* What is expected: Treat the line containing "self.repo.set_refresh_token(user_id, None).await?;" as the last one, and return every line exactly from the first line of the material below up to it.

* The records:
■ ■ ■ ■
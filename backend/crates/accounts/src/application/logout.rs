//! Logout Use Case
//!
//! Destroys the server side of a session by clearing the user's refresh
//! token anchor. The signed tokens themselves stay cryptographically valid
//! until natural expiry; clearing the anchor is what makes the refresh
//! token permanently unusable.

use std::sync::Arc;

use crate::domain::repository::UserRepository;
use crate::domain::value_object::UserId;
use crate::error::AccountResult;

/// Logout use case
pub struct LogoutUseCase<R>
where
    R: UserRepository,
{
    repo: Arc<R>,
}

impl<R> LogoutUseCase<R>
where
    R: UserRepository,
{
    pub fn new(repo: Arc<R>) -> Self {
        Self { repo }
    }

    /// Clear the session anchor. Idempotent: logging out without a live
    /// session is not an error.
    pub async fn execute(&self, user_id: &UserId) -> AccountResult<()> {
        self.repo.set_refresh_token(user_id, None).await?;

        tracing::info!(user_id = %user_id, "User logged out");
        Ok(())
    }
}
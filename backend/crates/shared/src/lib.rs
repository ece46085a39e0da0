//! Shared kernel - the minimal core every domain crate agrees on
//!
//! - Unified error type ([`error::app_error::AppError`]) and HTTP-facing
//!   error classification ([`error::kind::ErrorKind`])
//! - Typed entity identifiers ([`id::Id`])
//!
//! Only vocabulary that is hard to change and means the same thing in every
//! domain belongs here.

pub mod error {
    pub mod app_error;
    pub mod conversions;
    pub mod kind;
}
pub mod id;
■ ■ ■ ■
* Expected answer:
filename backend/crates/accounts/src/application/logout.rs
//! Logout Use Case
//!
//! Destroys the server side of a session by clearing the user's refresh
//! token anchor. The signed tokens themselves stay cryptographically valid
//! until natural expiry; clearing the anchor is what makes the refresh
//! token permanently unusable.

use std::sync::Arc;

use crate::domain::repository::UserRepository;
use crate::domain::value_object::UserId;
use crate::error::AccountResult;

/// Logout use case
pub struct LogoutUseCase<R>
where
    R: UserRepository,
{
    repo: Arc<R>,
}

impl<R> LogoutUseCase<R>
where
    R: UserRepository,
{
    pub fn new(repo: Arc<R>) -> Self {
        Self { repo }
    }

    /// Clear the session anchor. Idempotent: logging out without a live
    /// session is not an error.
    pub async fn execute(&self, user_id: &UserId) -> AccountResult<()> {
        self.repo.set_refresh_token(user_id, None).await?;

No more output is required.